//! Custom Resource Definitions for surge
//!
//! This module contains the TestRun and PrivateLoadZone CRDs and the
//! condition protocol their statuses share.

pub mod conditions;
mod privateloadzone;
mod testrun;

pub use conditions::{Condition, ConditionStatus, ConditionType};
pub use privateloadzone::{
    PrivateLoadZone, PrivateLoadZoneSpec, PrivateLoadZoneStatus, PLZ_FINALIZER, PLZ_UID_ANNOTATION,
};
pub use testrun::{
    Cleanup, ConfigMapScript, PodOptions, Script, Stage, TestRun, TestRunSpec, TestRunStatus,
    VolumeClaimScript,
};
//! Entity categories and their highlight styles.
//!
//! The detect API tags every span with one of six categories. Each category
//! maps to a fixed background swatch; anything else (an unknown tag, or no
//! tag at all) gets [`DEFAULT_STYLE`].

use std::fmt;
use std::str::FromStr;

use serde::Serialize;

use crate::color::{Color, ColorTriplet};
use crate::style::Style;

/// Clinical entity category reported by the detect API.
#[derive(Debug, Clone, Copy, PartialEq, Eq, Hash, Serialize)]
#[serde(rename_all = "lowercase")]
pub enum Category {
    Diagnosis,
    Procedure,
    Medication,
    Test,
    Anatomy,
    Measurement,
}

/// Colors used to paint a highlighted run.
#[derive(Debug, Clone, Copy, PartialEq, Eq, Hash, Serialize)]
pub struct CategoryStyle {
    pub background: ColorTriplet,
    pub foreground: ColorTriplet,
}

const INK: ColorTriplet = ColorTriplet::new(0, 0, 0);

impl CategoryStyle {
    const fn swatch(red: u8, green: u8, blue: u8) -> Self {
        Self {
            background: ColorTriplet::new(red, green, blue),
            foreground: INK,
        }
    }

    /// Terminal style for this swatch.
    #[must_use]
    pub fn to_style(&self) -> Style {
        Style::new()
            .color(Color::Rgb(self.foreground))
            .bgcolor(Color::Rgb(self.background))
    }
}

/// Style for spans whose category is missing or unrecognized.
pub const DEFAULT_STYLE: CategoryStyle = CategoryStyle::swatch(0x44, 0x44, 0x44);

/// Category to swatch table, in legend order.
const CATEGORY_STYLES: [(Category, CategoryStyle); 6] = [
    (Category::Diagnosis, CategoryStyle::swatch(0xff, 0xd1, 0x66)),
    (Category::Procedure, CategoryStyle::swatch(0xa0, 0xc4, 0xff)),
    (Category::Medication, CategoryStyle::swatch(0xbd, 0xb2, 0xff)),
    (Category::Test, CategoryStyle::swatch(0x9b, 0xf6, 0xff)),
    (Category::Anatomy, CategoryStyle::swatch(0xca, 0xff, 0xbf)),
    (Category::Measurement, CategoryStyle::swatch(0xff, 0xad, 0xad)),
];

impl Category {
    /// Every category, in legend order.
    pub const ALL: [Category; 6] = [
        Self::Diagnosis,
        Self::Procedure,
        Self::Medication,
        Self::Test,
        Self::Anatomy,
        Self::Measurement,
    ];

    /// Wire name of the category.
    #[must_use]
    pub const fn label(self) -> &'static str {
        match self {
            Self::Diagnosis => "diagnosis",
            Self::Procedure => "procedure",
            Self::Medication => "medication",
            Self::Test => "test",
            Self::Anatomy => "anatomy",
            Self::Measurement => "measurement",
        }
    }

    /// Look up a category by its exact wire name.
    #[must_use]
    pub fn from_label(label: &str) -> Option<Self> {
        Self::ALL.into_iter().find(|c| c.label() == label)
    }

    /// Highlight style for this category.
    #[must_use]
    pub fn style(self) -> CategoryStyle {
        CATEGORY_STYLES
            .iter()
            .find(|(category, _)| *category == self)
            .map_or(DEFAULT_STYLE, |(_, style)| *style)
    }
}

/// Resolve a raw category tag to its style, falling back to [`DEFAULT_STYLE`].
#[must_use]
pub fn style_for(label: Option<&str>) -> CategoryStyle {
    label
        .and_then(Category::from_label)
        .map_or(DEFAULT_STYLE, Category::style)
}

/// Legend entries: each category with its swatch.
pub fn legend() -> impl Iterator<Item = (Category, CategoryStyle)> {
    CATEGORY_STYLES.into_iter()
}

impl fmt::Display for Category {
    fn fmt(&self, f: &mut fmt::Formatter<'_>) -> fmt::Result {
        f.write_str(self.label())
    }
}

/// Error returned when parsing an unknown category name.
#[derive(Debug, Clone, PartialEq, Eq)]
pub struct UnknownCategory(pub String);

impl fmt::Display for UnknownCategory {
    fn fmt(&self, f: &mut fmt::Formatter<'_>) -> fmt::Result {
        write!(f, "Unknown category: {}", self.0)
    }
}

impl std::error::Error for UnknownCategory {}

impl FromStr for Category {
    type Err = UnknownCategory;

    fn from_str(s: &str) -> Result<Self, Self::Err> {
        Self::from_label(s).ok_or_else(|| UnknownCategory(s.to_string()))
    }
}

#[cfg(test)]
mod tests {
    use super::*;

    #[test]
    fn test_table_covers_every_category() {
        for category in Category::ALL {
            assert_ne!(category.style(), DEFAULT_STYLE, "{category} has no swatch");
        }
        assert_eq!(legend().count(), Category::ALL.len());
    }

    #[test]
    fn test_known_swatches() {
        assert_eq!(Category::Test.style().background.hex(), "#9bf6ff");
        assert_eq!(Category::Diagnosis.style().background.hex(), "#ffd166");
        assert_eq!(Category::Measurement.style().foreground.hex(), "#000000");
    }

    #[test]
    fn test_lookup_is_exact() {
        assert_eq!(Category::from_label("anatomy"), Some(Category::Anatomy));
        assert_eq!(Category::from_label("Anatomy"), None);
        assert_eq!(Category::from_label(" test"), None);
        assert!("dosage".parse::<Category>().is_err());
    }

    #[test]
    fn test_style_for_falls_back_to_default() {
        assert_eq!(style_for(None), DEFAULT_STYLE);
        assert_eq!(style_for(Some("x")), DEFAULT_STYLE);
        assert_eq!(style_for(Some("procedure")), Category::Procedure.style());
        assert_eq!(DEFAULT_STYLE.background.hex(), "#444444");
    }

    #[test]
    fn test_label_round_trips_through_serde() {
        let json = serde_json::to_string(&Category::Medication).unwrap();
        assert_eq!(json, "\"medication\"");
    }
}
//! Property-based tests for doctalk rendering.
//!
//! Uses proptest to check the rendering invariants against arbitrary text
//! and arbitrary (often invalid) spans.

use proptest::prelude::*;

use doctalk::category::Category;
use doctalk::render::render;
use doctalk::segment::{Segment, plain_text};
use doctalk::span::Span;
use doctalk::tooltip::{TooltipFields, format_tooltip};

// ============================================================================
// Custom Strategies
// ============================================================================

const CATEGORIES: [&str; 8] = [
    "diagnosis",
    "procedure",
    "medication",
    "test",
    "anatomy",
    "measurement",
    "vital",
    "",
];

/// Text mixing ASCII, accented letters, CJK and emoji.
fn note_text() -> impl Strategy<Value = String> {
    "[a-zA-Z0-9 .,/éïö中文😀\n]{0,60}"
}

/// A span whose offsets range slightly outside `0..len`.
fn loose_span(len: i64) -> impl Strategy<Value = Span> {
    (
        -5i64..len + 5,
        -5i64..len + 5,
        0usize..CATEGORIES.len(),
        any::<bool>(),
    )
        .prop_map(|(start, end, category, negated)| {
            Span::new(start, end, CATEGORIES[category]).negated(negated)
        })
}

fn text_and_spans() -> impl Strategy<Value = (String, Vec<Span>)> {
    note_text().prop_flat_map(|text| {
        let len = i64::try_from(text.chars().count()).unwrap_or(0);
        (Just(text), prop::collection::vec(loose_span(len), 0..12))
    })
}

/// Text of two or more characters with a short and a long span sharing a start.
///
/// The short span ends before the last character, so the two clamp to
/// different ranges; the long one may run past the end of the text.
fn shared_start_pair() -> impl Strategy<Value = (String, Span, Span)> {
    note_text()
        .prop_filter("need two characters", |text| text.chars().count() >= 2)
        .prop_flat_map(|text| {
            let len = i64::try_from(text.chars().count()).unwrap_or(2);
            (Just(text), 0..len - 1, Just(len))
        })
        .prop_flat_map(|(text, start, len)| (Just(text), Just(start), start..len - 1, Just(len)))
        .prop_flat_map(|(text, start, short_end, len)| {
            (Just(text), Just(start), Just(short_end), short_end + 1..len + 5)
        })
        .prop_map(|(text, start, short_end, long_end)| {
            (
                text,
                Span::new(start, short_end, "test"),
                Span::new(start, long_end, "anatomy"),
            )
        })
}

/// Character offset of every segment, in order.
fn segment_ranges(segments: &[Segment<'_>]) -> Vec<(usize, usize, bool)> {
    let mut offset = 0;
    segments
        .iter()
        .map(|segment| {
            let len = segment.text.chars().count();
            let range = (offset, offset + len, segment.is_highlight());
            offset += len;
            range
        })
        .collect()
}

// ============================================================================
// Rendering Properties
// ============================================================================

proptest! {
    #![proptest_config(ProptestConfig::with_cases(512))]

    /// Concatenating all segments reproduces the text.
    #[test]
    fn render_preserves_text((text, spans) in text_and_spans()) {
        let segments = render(&text, &spans);
        prop_assert_eq!(plain_text(&segments), text);
    }

    /// No segment is empty.
    #[test]
    fn render_emits_no_empty_segments((text, spans) in text_and_spans()) {
        let segments = render(&text, &spans);
        prop_assert!(segments.iter().all(|s| !s.is_empty()));
    }

    /// Two plain segments are never adjacent.
    #[test]
    fn render_merges_plain_runs((text, spans) in text_and_spans()) {
        let segments = render(&text, &spans);
        for pair in segments.windows(2) {
            prop_assert!(pair[0].is_highlight() || pair[1].is_highlight());
        }
    }

    /// Every highlight covers exactly its clamped span range.
    #[test]
    fn highlights_match_a_valid_span((text, spans) in text_and_spans()) {
        let len = text.chars().count();
        let segments = render(&text, &spans);
        for (start, end, highlighted) in segment_ranges(&segments) {
            if !highlighted {
                continue;
            }
            let matched = spans.iter().filter_map(|s| s.clamp(len)).any(|range| {
                range.start == start && range.end + 1 == end
            });
            prop_assert!(matched, "highlight {start}..{end} has no source span");
        }
    }

    /// Of two spans with the same start, the longer one is drawn, whatever
    /// their input order.
    #[test]
    fn longer_span_wins_shared_start((text, short, long) in shared_start_pair()) {
        let len = text.chars().count();
        let expected = long.clamp(len).unwrap();
        for spans in [vec![short.clone(), long.clone()], vec![long.clone(), short.clone()]] {
            let segments = render(&text, &spans);
            let highlighted: Vec<_> = segment_ranges(&segments)
                .into_iter()
                .filter(|(_, _, highlighted)| *highlighted)
                .collect();
            prop_assert_eq!(highlighted, vec![(expected.start, expected.end + 1, true)]);
            let highlight = segments.iter().find_map(|s| s.highlight.as_ref()).unwrap();
            prop_assert_eq!(highlight.category, Some(Category::Anatomy));
        }
    }

    /// Highlighted ranges are disjoint and in text order.
    #[test]
    fn highlights_never_overlap((text, spans) in text_and_spans()) {
        let highlighted: Vec<(usize, usize)> = segment_ranges(&render(&text, &spans))
            .into_iter()
            .filter(|(_, _, highlighted)| *highlighted)
            .map(|(start, end, _)| (start, end))
            .collect();
        for (i, a) in highlighted.iter().enumerate() {
            for b in &highlighted[i + 1..] {
                prop_assert!(a.1 <= b.0, "{a:?} overlaps {b:?}");
            }
        }
    }

    /// A valid span is left out only when it overlaps a drawn highlight.
    #[test]
    fn only_overlapping_spans_are_dropped((text, spans) in text_and_spans()) {
        let len = text.chars().count();
        let highlighted: Vec<(usize, usize)> = segment_ranges(&render(&text, &spans))
            .into_iter()
            .filter(|(_, _, highlighted)| *highlighted)
            .map(|(start, end, _)| (start, end))
            .collect();
        for range in spans.iter().filter_map(|s| s.clamp(len)) {
            let (start, end) = (range.start, range.end + 1);
            let touched = highlighted.iter().any(|&(h_start, h_end)| h_start < end && start < h_end);
            prop_assert!(touched, "span {start}..{end} vanished without an overlap");
        }
    }

    /// The number of highlights never exceeds the number of spans.
    #[test]
    fn highlight_count_bounded((text, spans) in text_and_spans()) {
        let segments = render(&text, &spans);
        let highlights = segments.iter().filter(|s| s.is_highlight()).count();
        prop_assert!(highlights <= spans.len());
    }

    /// Span order in the input does not change the output.
    #[test]
    fn render_ignores_input_order((text, spans) in text_and_spans()) {
        // Reordering only matters between spans with distinct (start, extent)
        // keys; ties keep input order, so compare against a stable re-sort.
        let mut sorted = spans.clone();
        sorted.sort_by(|a, b| a.start.cmp(&b.start).then_with(|| b.extent().cmp(&a.extent())));
        prop_assert_eq!(render(&text, &spans), render(&text, &sorted));
    }

    /// Rendering with no spans yields at most one plain segment.
    #[test]
    fn render_without_spans(text in note_text()) {
        let segments = render(&text, &[]);
        if text.is_empty() {
            prop_assert!(segments.is_empty());
        } else {
            prop_assert_eq!(segments, vec![Segment::plain(&text)]);
        }
    }

    /// Missing tooltip parts leave no separators behind.
    #[test]
    fn tooltip_has_no_stray_separators(
        canonical in prop::option::of("[a-zA-Z]{0,12}"),
        category in prop::option::of("[a-z]{0,10}"),
        negated in any::<bool>(),
        definition in prop::option::of("[a-zA-Z]{0,20}"),
    ) {
        let tooltip = format_tooltip(&TooltipFields {
            canonical: canonical.as_deref(),
            category: category.as_deref(),
            negated,
            definition: definition.as_deref(),
        });
        prop_assert!(!tooltip.starts_with(' '));
        prop_assert!(!tooltip.ends_with(' '));
        prop_assert!(!tooltip.contains("  "));
        prop_assert!(!tooltip.contains("()"));
        prop_assert_eq!(negated, tooltip.contains("[not present]"));
    }
}
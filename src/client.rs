//! HTTP client for the annotation API's detect endpoint.
//!
//! One `POST {api_url}/api/v1/detect` per call, no retries. Non-2xx
//! statuses and transport failures are errors; a 2xx body without a usable
//! `spans` array is not (it means nothing was detected).

use std::fmt;

use serde::Serialize;
use serde_json::Value;

use crate::config::Config;
use crate::session::{RequestOutcome, Session};
use crate::span::{Span, spans_from_value};

/// Characters of an error body kept for logs.
const BODY_PREVIEW_CHARS: usize = 300;

/// Request body of the detect endpoint.
#[derive(Debug, Clone, PartialEq, Eq, Serialize)]
pub struct DetectRequest<'a> {
    pub text: &'a str,
    #[serde(skip_serializing_if = "Option::is_none")]
    pub doc_uuid: Option<&'a str>,
}

/// Client for the detect endpoint.
#[derive(Debug, Clone)]
pub struct DetectClient {
    http: reqwest::Client,
    url: String,
    doc_uuid: Option<String>,
}

impl DetectClient {
    /// Build a client from configuration.
    ///
    /// # Errors
    ///
    /// Returns `ApiError::Transport` if the HTTP client cannot be built.
    pub fn new(config: &Config) -> Result<Self, ApiError> {
        let mut builder = reqwest::Client::builder();
        if let Some(timeout) = config.timeout {
            builder = builder.timeout(timeout);
        }
        Ok(Self {
            http: builder.build()?,
            url: config.detect_url(),
            doc_uuid: config.doc_uuid.clone(),
        })
    }

    /// Endpoint this client posts to.
    #[must_use]
    pub fn url(&self) -> &str {
        &self.url
    }

    /// Send `text` for annotation and return the detected spans.
    ///
    /// # Errors
    ///
    /// - `ApiError::Transport` if the request could not be completed
    /// - `ApiError::Status` for a non-2xx response
    /// - `ApiError::Decode` if a 2xx body is not JSON
    pub async fn detect(&self, text: &str) -> Result<Vec<Span>, ApiError> {
        let request = DetectRequest {
            text,
            doc_uuid: self.doc_uuid.as_deref(),
        };

        let resp = self.http.post(&self.url).json(&request).send().await?;
        let status = resp.status();
        let body = resp.text().await?;
        log::debug!("POST {} -> {} ({} bytes)", self.url, status.as_u16(), body.len());

        if !status.is_success() {
            return Err(ApiError::Status {
                status: status.as_u16(),
                body: body.chars().take(BODY_PREVIEW_CHARS).collect(),
            });
        }

        let value: Value = serde_json::from_str(&body)?;
        Ok(spans_from_value(&value))
    }

    /// Run one explain round-trip for `session`.
    ///
    /// Returns `None` without sending anything when the session cannot
    /// explain right now (blank text or a request already in flight).
    pub async fn explain(&self, session: &mut Session) -> Option<RequestOutcome> {
        if !session.can_explain() {
            return None;
        }
        let ticket = session.begin_request();
        let result = self.detect(ticket.text()).await;
        Some(session.finish_request(ticket, result))
    }
}

/// Error type for detect requests.
#[derive(Debug)]
pub enum ApiError {
    /// Connection, timeout or client construction failure.
    Transport(reqwest::Error),
    /// The API answered with a non-2xx status.
    Status { status: u16, body: String },
    /// The API answered 2xx with a body that is not JSON.
    Decode(serde_json::Error),
}

impl fmt::Display for ApiError {
    fn fmt(&self, f: &mut fmt::Formatter<'_>) -> fmt::Result {
        match self {
            Self::Transport(e) => write!(f, "Request failed: {e}"),
            Self::Status { status, body } if body.is_empty() => write!(f, "API error {status}"),
            Self::Status { status, body } => write!(f, "API error {status}: {body}"),
            Self::Decode(e) => write!(f, "Invalid response body: {e}"),
        }
    }
}

impl std::error::Error for ApiError {
    fn source(&self) -> Option<&(dyn std::error::Error + 'static)> {
        match self {
            Self::Transport(e) => Some(e),
            Self::Decode(e) => Some(e),
            Self::Status { .. } => None,
        }
    }
}

impl From<reqwest::Error> for ApiError {
    fn from(err: reqwest::Error) -> Self {
        Self::Transport(err)
    }
}

impl From<serde_json::Error> for ApiError {
    fn from(err: serde_json::Error) -> Self {
        Self::Decode(err)
    }
}
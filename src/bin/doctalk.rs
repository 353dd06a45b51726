use std::io::{IsTerminal, Read};
use std::path::{Path, PathBuf};

use log::LevelFilter;
use serde_json::Value;

use doctalk::color::ColorSystem;
use doctalk::config::{Config, parse_api_url, parse_timeout};
use doctalk::export::{OutputFormat, legend_ansi, legend_html, write_segments};
use doctalk::logging::{Logger, parse_level};
use doctalk::session::{SAMPLE_TEXT, Session};
use doctalk::span::{Span, spans_from_value};
use doctalk::terminal::{detect_color_system, get_terminal_width};
use doctalk::DetectClient;

/// Command-line front end: annotate a note and print it highlighted.
///
/// Uses a small hand-rolled parser; the flag set is tiny.
fn main() {
    let args: Vec<String> = std::env::args().collect();
    let cli = match parse_args(args) {
        Ok(cli) => cli,
        Err(message) => {
            eprintln!("{message}");
            std::process::exit(2);
        }
    };

    if cli.help {
        print!("{HELP_TEXT}");
        return;
    }

    let color_system = cli.color_mode.resolve();

    if cli.log_level != LevelFilter::Off {
        let logger = Logger::new()
            .level(cli.log_level)
            .color_system(color_system);
        if let Err(err) = logger.init() {
            eprintln!("Failed to install logger: {err}");
        }
    }

    match run(&cli, color_system) {
        Ok(code) => std::process::exit(code),
        Err(message) => {
            eprintln!("{message}");
            std::process::exit(1);
        }
    }
}

fn run(cli: &Cli, color_system: Option<ColorSystem>) -> Result<i32, String> {
    let config = build_config(cli)?;
    let text = read_text(cli)?;
    let mut session = Session::new(text);

    if let Some(path) = &cli.spans {
        let spans = load_spans(path)?;
        let ticket = session.begin_request();
        session.finish_request::<String>(ticket, Ok(spans));
    } else if session.can_explain() {
        let client = DetectClient::new(&config).map_err(|e| e.to_string())?;
        let runtime = tokio::runtime::Builder::new_current_thread()
            .enable_all()
            .build()
            .map_err(|e| format!("Failed to start runtime: {e}"))?;
        log::info!("explaining {} chars via {}", session.text().chars().count(), client.url());
        runtime.block_on(client.explain(&mut session));
    }

    let exit_code = match session.error() {
        Some(message) => {
            eprintln!("{message}");
            1
        }
        None => 0,
    };

    let segments = session.segments();
    let body = write_segments(&segments, cli.format, color_system)
        .map_err(|e| format!("Failed to encode output: {e}"))?;
    println!("{body}");

    if cli.legend {
        match cli.format {
            OutputFormat::Ansi => {
                println!();
                println!("{}", legend_ansi(color_system, get_terminal_width()));
            }
            OutputFormat::Html => println!("{}", legend_html()),
            OutputFormat::Plain | OutputFormat::Json => {}
        }
    }

    Ok(exit_code)
}

fn build_config(cli: &Cli) -> Result<Config, String> {
    let mut config = Config::from_env().map_err(|e| e.to_string())?;
    if let Some(raw) = &cli.api_url {
        config.api_url = parse_api_url(raw).map_err(|e| e.to_string())?;
    }
    if let Some(raw) = &cli.timeout {
        config.timeout = parse_timeout(raw).map_err(|e| e.to_string())?;
    }
    if let Some(doc_uuid) = &cli.doc_uuid {
        config.doc_uuid = Some(doc_uuid.clone());
    }
    Ok(config)
}

/// Text comes from `--text`, then `--file`, then piped stdin, then the
/// built-in sample note.
fn read_text(cli: &Cli) -> Result<String, String> {
    if let Some(text) = &cli.text {
        return Ok(text.clone());
    }
    if let Some(path) = &cli.file {
        return std::fs::read_to_string(path)
            .map_err(|e| format!("Failed to read {}: {e}", path.display()));
    }
    let stdin = std::io::stdin();
    if !stdin.is_terminal() {
        let mut text = String::new();
        stdin
            .lock()
            .read_to_string(&mut text)
            .map_err(|e| format!("Failed to read stdin: {e}"))?;
        return Ok(text);
    }
    Ok(SAMPLE_TEXT.to_string())
}

fn load_spans(path: &Path) -> Result<Vec<Span>, String> {
    let raw = std::fs::read_to_string(path)
        .map_err(|e| format!("Failed to read {}: {e}", path.display()))?;
    let value: Value = serde_json::from_str(&raw)
        .map_err(|e| format!("Invalid spans file {}: {e}", path.display()))?;
    Ok(spans_from_value(&value))
}

#[derive(Debug, Clone, Copy, PartialEq, Eq, Default)]
enum ColorMode {
    #[default]
    Auto,
    None,
    Standard,
    EightBit,
    TrueColor,
}

impl ColorMode {
    fn parse(raw: &str) -> Result<Self, String> {
        match raw.trim().to_ascii_lowercase().as_str() {
            "auto" => Ok(Self::Auto),
            "none" => Ok(Self::None),
            "standard" => Ok(Self::Standard),
            "eight_bit" | "256" => Ok(Self::EightBit),
            "truecolor" => Ok(Self::TrueColor),
            _ => Err(format!(
                "Invalid --color-system value `{raw}` (expected auto|none|standard|eight_bit|truecolor)."
            )),
        }
    }

    fn resolve(self) -> Option<ColorSystem> {
        match self {
            Self::Auto => detect_color_system(),
            Self::None => None,
            Self::Standard => Some(ColorSystem::Standard),
            Self::EightBit => Some(ColorSystem::EightBit),
            Self::TrueColor => Some(ColorSystem::TrueColor),
        }
    }
}

#[derive(Debug, Clone)]
struct Cli {
    help: bool,
    text: Option<String>,
    file: Option<PathBuf>,
    spans: Option<PathBuf>,
    api_url: Option<String>,
    doc_uuid: Option<String>,
    timeout: Option<String>,
    format: OutputFormat,
    legend: bool,
    color_mode: ColorMode,
    log_level: LevelFilter,
}

impl Cli {
    fn with_defaults() -> Self {
        Self {
            help: false,
            text: None,
            file: None,
            spans: None,
            api_url: None,
            doc_uuid: None,
            timeout: None,
            format: OutputFormat::Ansi,
            legend: true,
            color_mode: ColorMode::Auto,
            log_level: LevelFilter::Off,
        }
    }
}

fn parse_args(args: impl IntoIterator<Item = String>) -> Result<Cli, String> {
    let mut iter = args.into_iter();
    // Drop binary name if present.
    let _ = iter.next();

    let mut cli = Cli::with_defaults();

    while let Some(arg) = iter.next() {
        match arg.as_str() {
            "-h" | "--help" => cli.help = true,
            "--text" => {
                if cli.text.is_some() || cli.file.is_some() {
                    return Err("`--text`/`--file` provided more than once.".to_string());
                }
                cli.text = Some(next_value(&mut iter, "--text")?);
            }
            "--file" => {
                if cli.text.is_some() || cli.file.is_some() {
                    return Err("`--text`/`--file` provided more than once.".to_string());
                }
                cli.file = Some(PathBuf::from(next_value(&mut iter, "--file")?));
            }
            "--spans" => {
                cli.spans = Some(PathBuf::from(next_value(&mut iter, "--spans")?));
            }
            "--api-url" => {
                let raw = next_value(&mut iter, "--api-url")?;
                parse_api_url(&raw).map_err(|e| e.to_string())?;
                cli.api_url = Some(raw);
            }
            "--doc-uuid" => {
                let raw = next_value(&mut iter, "--doc-uuid")?;
                if raw.trim().is_empty() {
                    return Err("Invalid --doc-uuid value (expected a non-empty id).".to_string());
                }
                cli.doc_uuid = Some(raw);
            }
            "--timeout" => {
                let raw = next_value(&mut iter, "--timeout")?;
                parse_timeout(&raw).map_err(|e| e.to_string())?;
                cli.timeout = Some(raw);
            }
            "--format" => {
                let raw = next_value(&mut iter, "--format")?;
                cli.format = raw.parse::<OutputFormat>()?;
            }
            "--no-legend" => cli.legend = false,
            "--color-system" => {
                let raw = next_value(&mut iter, "--color-system")?;
                cli.color_mode = ColorMode::parse(&raw)?;
            }
            "--log-level" => {
                let raw = next_value(&mut iter, "--log-level")?;
                cli.log_level = parse_level(&raw)?;
            }

            "--" => {
                return Err(
                    "Unexpected positional arguments (this CLI has no positional args)."
                        .to_string(),
                );
            }

            _ => {
                return Err(format!(
                    "Unknown flag: {arg}\n\nRun with `--help` to see valid options."
                ));
            }
        }
    }

    Ok(cli)
}

fn next_value(iter: &mut impl Iterator<Item = String>, flag: &str) -> Result<String, String> {
    iter.next()
        .ok_or_else(|| format!("Missing value for `{flag}`."))
}

const HELP_TEXT: &str = r"doctalk - highlight clinical concepts in a note

USAGE:
    doctalk [OPTIONS]

INPUT:
    --text <text>               Note text to explain
    --file <path>               Read the note from a file
                                (default: stdin when piped, else a sample note)
    --spans <path>              Render spans from a JSON file instead of calling the API

API:
    --api-url <url>             Annotation API base URL (env: DOCTALK_API_URL)
    --doc-uuid <id>             Document id sent with the request (env: DOCTALK_DOC_UUID)
    --timeout <secs>            Request timeout, 0 disables (env: DOCTALK_TIMEOUT_SECS)

OUTPUT:
    --format <fmt>              ansi|plain|html|json (default: ansi)
    --no-legend                 Do not print the category legend
    --color-system <mode>       auto|none|standard|eight_bit|truecolor

    --log-level <level>         Log to stderr (off|error|warn|info|debug|trace)

    -h, --help                  Print help and exit

EXIT STATUS:
    0 on success, 1 if the API call or input failed, 2 on invalid arguments.
";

* [Problem description]:
Your answer should be the lines above that contain the word "EightBit", copied out.

* [Result]:
    EightBit,
            "eight_bit" | "256" => Ok(Self::EightBit),
            Self::EightBit => Some(ColorSystem::EightBit),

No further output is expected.